Identify all lines below that hold "failure" and collect them.

##### Material for this task

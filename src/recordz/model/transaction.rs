use crate::validation::{match_choice, parse_number, require_positive, ValidationError, ValidationResult};
use chrono::{Local, NaiveDate};
use serde::{Deserialize, Deserializer, Serialize};
use uuid::Uuid;

pub const DATE_FORMAT: &str = "%Y-%m-%d";

/// The one category counted as income; everything else is an expense.
pub const INCOME_CATEGORY: &str = "Salary";

/// A dated income or expense entry.
///
/// `category` borrows from [`Transaction::CATEGORIES`], so `Deserialize` is
/// written by hand to stay lifetime-independent.
#[derive(Debug, Clone, Serialize)]
#[serde(into = "TransactionRecord")]
pub struct Transaction {
    id: Uuid,
    date: NaiveDate,
    category: &'static str,
    amount: f64,
}

#[derive(Debug, Clone, Serialize, Deserialize)]
struct TransactionRecord {
    date: String,
    category: String,
    amount: f64,
}

impl Transaction {
    pub const CATEGORIES: &'static [&'static str] = &[
        "Food",
        "Transport",
        "Utilities",
        "Rent",
        "Entertainment",
        "Shopping",
        "Salary",
        "Groceries",
        "Healthcare",
        "Education",
        "Miscellaneous",
    ];

    pub fn new(date: &str, category: &str, amount: f64) -> ValidationResult<Self> {
        Ok(Self {
            id: Uuid::new_v4(),
            date: Self::validate_date(date)?,
            category: Self::validate_category(category)?,
            amount: Self::validate_amount(amount)?,
        })
    }

    pub fn validate_date(raw: &str) -> ValidationResult<NaiveDate> {
        Self::validate_date_on(raw, Local::now().date_naive())
    }

    /// Parses `YYYY-MM-DD` and rejects dates after `today`.
    pub fn validate_date_on(raw: &str, today: NaiveDate) -> ValidationResult<NaiveDate> {
        let trimmed = raw.trim();
        let date = NaiveDate::parse_from_str(trimmed, DATE_FORMAT).map_err(|_| {
            ValidationError::InvalidDate {
                value: trimmed.to_string(),
            }
        })?;
        if date > today {
            return Err(ValidationError::FutureDate {
                date: date.format(DATE_FORMAT).to_string(),
            });
        }
        Ok(date)
    }

    pub fn validate_category(raw: &str) -> ValidationResult<&'static str> {
        match_choice("category", raw, Self::CATEGORIES)
    }

    pub fn validate_amount(amount: f64) -> ValidationResult<f64> {
        require_positive("Amount", amount)
    }

    pub fn parse_amount(raw: &str) -> ValidationResult<f64> {
        Self::validate_amount(parse_number("Amount", raw)?)
    }

    pub fn id(&self) -> Uuid {
        self.id
    }

    pub fn date(&self) -> NaiveDate {
        self.date
    }

    pub fn date_string(&self) -> String {
        self.date.format(DATE_FORMAT).to_string()
    }

    pub fn category(&self) -> &'static str {
        self.category
    }

    pub fn amount(&self) -> f64 {
        self.amount
    }

    pub fn is_income(&self) -> bool {
        self.category == INCOME_CATEGORY
    }
}

impl TryFrom<TransactionRecord> for Transaction {
    type Error = ValidationError;

    fn try_from(record: TransactionRecord) -> Result<Self, Self::Error> {
        Transaction::new(&record.date, &record.category, record.amount)
    }
}

impl<'de> Deserialize<'de> for Transaction {
    fn deserialize<D: Deserializer<'de>>(deserializer: D) -> Result<Self, D::Error> {
        let record = TransactionRecord::deserialize(deserializer)?;
        Transaction::try_from(record).map_err(serde::de::Error::custom)
    }
}

impl From<Transaction> for TransactionRecord {
    fn from(transaction: Transaction) -> Self {
        Self {
            date: transaction.date_string(),
            category: transaction.category.to_string(),
            amount: transaction.amount,
        }
    }
}

#[cfg(test)]
mod tests {
    use super::*;

    fn day(y: i32, m: u32, d: u32) -> NaiveDate {
        NaiveDate::from_ymd_opt(y, m, d).unwrap()
    }

    #[test]
    fn constructs_valid_transaction() {
        let t = Transaction::new("2023-10-27", "food", 12.345).unwrap();
        assert_eq!(t.date(), day(2023, 10, 27));
        assert_eq!(t.category(), "Food");
        assert_eq!(t.amount(), 12.35);
        assert!(!t.is_income());
        assert!(Transaction::new("2023-10-27", "SALARY", 100.0).unwrap().is_income());
    }

    #[test]
    fn rejects_future_dates() {
        assert!(matches!(
            Transaction::new("2999-01-01", "Food", 1.0),
            Err(ValidationError::FutureDate { .. })
        ));
        let today = day(2024, 3, 1);
        assert_eq!(Transaction::validate_date_on("2024-03-01", today).unwrap(), today);
        assert!(Transaction::validate_date_on("2024-03-02", today).is_err());
    }

    #[test]
    fn rejects_malformed_dates() {
        for raw in ["27/10/2023", "2023-02-30", "", "yesterday"] {
            assert!(
                matches!(
                    Transaction::validate_date(raw),
                    Err(ValidationError::InvalidDate { .. })
                ),
                "accepted {raw:?}"
            );
        }
    }

    #[test]
    fn rejects_unknown_category_and_non_positive_amount() {
        assert!(Transaction::validate_category("Gambling").is_err());
        assert!(Transaction::parse_amount("0").is_err());
        assert!(Transaction::parse_amount("-5").is_err());
        assert_eq!(Transaction::parse_amount("5.5").unwrap(), 5.5);
    }

    #[test]
    fn amount_must_stay_positive_and_finite_after_rounding() {
        assert!(matches!(
            Transaction::validate_amount(0.004),
            Err(ValidationError::NotPositive { .. })
        ));
        assert_eq!(Transaction::validate_amount(0.005).unwrap(), 0.01);
        assert!(Transaction::new("2024-01-01", "Food", 1.7e308).is_err());
        assert!(Transaction::parse_amount("1.7e308").is_err());
    }

    #[test]
    fn deserializes_from_owned_json_text() {
        fn owned<T: serde::de::DeserializeOwned>(raw: String) -> serde_json::Result<T> {
            serde_json::from_str(&raw)
        }
        let raw = r#"{"date": "2024-01-05", "category": "rent", "amount": 800}"#.to_string();
        let t: Transaction = owned(raw).unwrap();
        assert_eq!(t.category(), "Rent");

        let bad = r#"{"date": "2024-01-05", "category": "Rent", "amount": 0.001}"#.to_string();
        let err = owned::<Transaction>(bad).unwrap_err();
        assert!(err.to_string().contains("must be positive"), "{err}");
    }

    #[test]
    fn date_roundtrips_as_string() {
        let t = Transaction::new("2024-01-05", "Rent", 800.0).unwrap();
        let json = serde_json::to_value(&t).unwrap();
        assert_eq!(
            json,
            serde_json::json!({"date": "2024-01-05", "category": "Rent", "amount": 800.0})
        );
        let back: Transaction = serde_json::from_value(json).unwrap();
        assert_eq!(back.date(), t.date());
        assert_eq!(back.category(), t.category());
        assert_eq!(back.amount(), t.amount());
    }
}
use super::{CmdMessage, CmdResult};
use crate::error::{PersistenceError, Result};
use crate::store::DataStore;
use tracing::{info, warn};

/// Loads a whole collection, falling back to an empty one on any failure.
///
/// `noun` names the records in messages ("students", "books", ...).
pub fn load_collection<T, S>(store: &S, noun: &str) -> (Vec<T>, CmdMessage)
where
    S: DataStore<T>,
{
    let location = store.location();
    match store.load() {
        Ok(Some(records)) => {
            let message = CmdMessage::success(format!(
                "Loaded {} {} from '{}'",
                records.len(),
                noun,
                location
            ));
            (records, message)
        }
        Ok(None) => (
            Vec::new(),
            CmdMessage::warning(format!(
                "No {} file '{}' found. Starting with an empty list.",
                noun, location
            )),
        ),
        Err(e @ PersistenceError::Corrupt { .. }) => {
            warn!(%location, error = %e, "starting with an empty collection");
            (
                Vec::new(),
                CmdMessage::error(format!("{}. Starting with an empty list.", e)),
            )
        }
        Err(e) => {
            warn!(%location, error = %e, "starting with an empty collection");
            (
                Vec::new(),
                CmdMessage::error(format!("Error loading {}: {}", noun, e)),
            )
        }
    }
}

/// Writes the collection, propagating failure.
pub fn save_collection<T, S>(store: &mut S, records: &[T], noun: &str) -> Result<CmdMessage>
where
    S: DataStore<T>,
{
    store.save(records)?;
    info!(location = %store.location(), count = records.len(), "saved {}", noun);
    Ok(CmdMessage::success(format!(
        "Saved {} {} to '{}'",
        records.len(),
        noun,
        store.location()
    )))
}

/// Writes the collection after a mutation. A failed write is reported on
/// `result` rather than undoing the change that was already made in memory.
pub fn autosave<T, S, R>(store: &mut S, records: &[T], noun: &str, result: &mut CmdResult<R>)
where
    S: DataStore<T>,
{
    match save_collection(store, records, noun) {
        Ok(message) => result.add_message(message),
        Err(e) => result.add_message(CmdMessage::error(format!("Error saving {}: {}", noun, e))),
    }
}
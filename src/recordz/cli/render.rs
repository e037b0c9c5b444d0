//! Terminal rendering for the CLI.
//!
//! Every `render_*` function builds a `String` so output can be checked in
//! tests; handlers print it. Column widths are measured with `unicode-width`
//! so names with wide characters still line up.

use colored::Colorize;
use recordz::budget::{BudgetSummary, CategoryGroup};
use recordz::commands::{CmdMessage, DisplayRecord, MessageLevel};
use recordz::model::{Book, Grade, Student, Transaction};
use unicode_width::{UnicodeWidthChar, UnicodeWidthStr};

const NAME_WIDTH: usize = 30;
const TITLE_WIDTH: usize = 32;
const AUTHOR_WIDTH: usize = 22;
const CATEGORY_WIDTH: usize = 14;

pub fn render_messages(messages: &[CmdMessage]) -> String {
    let mut out = String::new();
    for message in messages {
        let line = match message.level {
            MessageLevel::Info => message.content.dimmed(),
            MessageLevel::Success => message.content.green(),
            MessageLevel::Warning => message.content.yellow(),
            MessageLevel::Error => message.content.red(),
        };
        out.push_str(&format!("{}\n", line));
    }
    out
}

pub fn print_messages(messages: &[CmdMessage]) {
    print!("{}", render_messages(messages));
}

pub fn render_students(students: &[DisplayRecord<Student>]) -> String {
    if students.is_empty() {
        return "No students found.\n".to_string();
    }

    let mut out = format!(
        "{}{}{:>8}  {}\n",
        "    ",
        fit("Name", NAME_WIDTH).bold(),
        "Average".bold(),
        "Grade".bold()
    );
    for dr in students {
        let s = &dr.record;
        out.push_str(&format!(
            "{}{}{:>8.2}  {}\n",
            index_column(dr.index),
            fit(s.name(), NAME_WIDTH),
            s.average(),
            colored_grade(s.grade())
        ));
    }
    out
}

pub fn render_student_detail(student: &Student) -> String {
    let mut out = format!("{}\n", student.name().bold());
    out.push_str("--------------------------------\n");
    let width = student
        .scores()
        .keys()
        .map(|k| k.width())
        .max()
        .unwrap_or(0);
    for (subject, score) in student.scores() {
        out.push_str(&format!("  {}  {:>6.2}\n", fit(subject, width), score));
    }
    out.push_str("--------------------------------\n");
    out.push_str(&format!(
        "  Average: {:.2}  Grade: {}\n",
        student.average(),
        colored_grade(student.grade())
    ));
    out
}

pub fn render_books(books: &[DisplayRecord<Book>], currency: &str) -> String {
    if books.is_empty() {
        return "No books found.\n".to_string();
    }

    let mut out = format!(
        "{}{}{}{:>10}  {:>6}\n",
        "    ",
        fit("Title", TITLE_WIDTH).bold(),
        fit("Author", AUTHOR_WIDTH).bold(),
        "Price".bold(),
        "Stock".bold()
    );
    for dr in books {
        let b = &dr.record;
        let stock = format!("{:>6}", b.stock());
        out.push_str(&format!(
            "{}{}{}{:>10}  {}\n",
            index_column(dr.index),
            fit(b.title(), TITLE_WIDTH),
            fit(b.author(), AUTHOR_WIDTH),
            money(currency, b.price()),
            if b.stock() == 0 { stock.red() } else { stock.normal() }
        ));
    }
    out
}

pub fn render_transactions(transactions: &[DisplayRecord<Transaction>], currency: &str) -> String {
    if transactions.is_empty() {
        return "No transactions found.\n".to_string();
    }

    let mut out = format!(
        "{}{:<12}{}{:>12}\n",
        "    ",
        "Date".bold(),
        fit("Category", CATEGORY_WIDTH).bold(),
        "Amount".bold()
    );
    for dr in transactions {
        out.push_str(&format!(
            "{}{:<12}{}{}\n",
            index_column(dr.index),
            dr.record.date_string(),
            fit(dr.record.category(), CATEGORY_WIDTH),
            signed_amount(&dr.record, currency)
        ));
    }
    out
}

pub fn render_categories(groups: &[CategoryGroup], currency: &str) -> String {
    if groups.is_empty() {
        return "No transactions found.\n".to_string();
    }

    let mut out = String::new();
    for (i, group) in groups.iter().enumerate() {
        if i > 0 {
            out.push('\n');
        }
        out.push_str(&format!(
            "{} ({})\n",
            group.category.bold(),
            money(currency, group.total)
        ));
        for t in &group.transactions {
            out.push_str(&format!(
                "    {:<12}{:>12}\n",
                t.date_string(),
                money(currency, t.amount())
            ));
        }
    }
    out
}

pub fn render_summary(summary: &BudgetSummary, currency: &str) -> String {
    let net = format!("{:>14}", money(currency, summary.net));
    format!(
        "{:<10}{:>14}\n{:<10}{:>14}\n{:<10}{}\n",
        "Income",
        money(currency, summary.income),
        "Expenses",
        money(currency, summary.expenses),
        "Balance",
        if summary.net < 0.0 { net.red() } else { net.green() }
    )
}

pub fn render_text_list(lines: &[String], empty_message: &str) -> String {
    if lines.is_empty() {
        return format!("{}\n", empty_message);
    }
    lines.iter().map(|l| format!("{}\n", l)).collect()
}

fn index_column(index: usize) -> String {
    format!("{:>3} ", format!("{}.", index))
}

fn money(currency: &str, value: f64) -> String {
    if value < 0.0 {
        format!("-{}{:.2}", currency, -value)
    } else {
        format!("{}{:.2}", currency, value)
    }
}

fn signed_amount(t: &Transaction, currency: &str) -> String {
    let text = format!("{:>12}", money(currency, t.amount()));
    if t.is_income() {
        text.green().to_string()
    } else {
        text
    }
}

fn colored_grade(grade: Grade) -> colored::ColoredString {
    let text = grade.to_string();
    match grade {
        Grade::A | Grade::B => text.green(),
        Grade::C | Grade::D => text.yellow(),
        Grade::F => text.red(),
    }
}

/// Truncates or pads `s` to exactly `width` display columns.
fn fit(s: &str, width: usize) -> String {
    let shown = if s.width() > width {
        truncate_to_width(s, width)
    } else {
        s.to_string()
    };
    let padding = width.saturating_sub(shown.width());
    format!("{}{}", shown, " ".repeat(padding))
}

fn truncate_to_width(s: &str, max_width: usize) -> String {
    let mut result = String::new();
    let mut current_width = 0;

    for c in s.chars() {
        let char_width = c.width().unwrap_or(0);
        if current_width + char_width > max_width.saturating_sub(2) {
            result.push('…');
            return result;
        }
        result.push(c);
        current_width += char_width;
    }

    result
}

#[cfg(test)]
mod tests {
    use super::*;

    fn listed<T>(records: Vec<T>) -> Vec<DisplayRecord<T>> {
        records
            .into_iter()
            .enumerate()
            .map(|(i, record)| DisplayRecord {
                index: i + 1,
                record,
            })
            .collect()
    }

    #[test]
    fn test_fit_pads_and_truncates() {
        assert_eq!(fit("abc", 5), "abc  ");
        let long = fit("abcdefghij", 6);
        assert_eq!(long.width(), 6);
        assert!(long.starts_with("abcd…"));
    }

    #[test]
    fn test_fit_counts_wide_chars() {
        let s = fit("日本", 6);
        assert_eq!(s.width(), 6);
    }

    #[test]
    fn test_student_rows() {
        let out = render_students(&listed(vec![Student::new(
            "jane doe",
            [("Math", 95.0), ("Science", 85.0)],
        )
        .unwrap()]));
        assert!(out.contains("1. "));
        assert!(out.contains("Jane Doe"));
        assert!(out.contains("90.00"));
    }

    #[test]
    fn test_empty_lists() {
        assert_eq!(render_students(&[]), "No students found.\n");
        assert_eq!(render_books(&[], "€"), "No books found.\n");
        assert_eq!(render_transactions(&[], "€"), "No transactions found.\n");
        assert_eq!(render_text_list(&[], "Nothing."), "Nothing.\n");
    }

    #[test]
    fn test_books_use_currency() {
        let out = render_books(
            &listed(vec![Book::new("Dune", "Frank Herbert", 9.99, 2).unwrap()]),
            "$",
        );
        assert!(out.contains("$9.99"));
        assert!(out.contains("Frank Herbert"));
    }

    #[test]
    fn test_summary_shows_negative_balance() {
        let out = render_summary(
            &BudgetSummary {
                income: 0.0,
                expenses: 12.5,
                net: -12.5,
            },
            "€",
        );
        assert!(out.contains("€12.50"));
        assert!(out.contains("-€12.50"));
    }

    #[test]
    fn test_messages_one_per_line() {
        let out = render_messages(&[CmdMessage::success("a"), CmdMessage::error("b")]);
        assert_eq!(out.lines().count(), 2);
    }
}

##########

### [Response area]
/// Loads a whole collection, falling back to an empty one on any failure.
/// Writes the collection, propagating failure.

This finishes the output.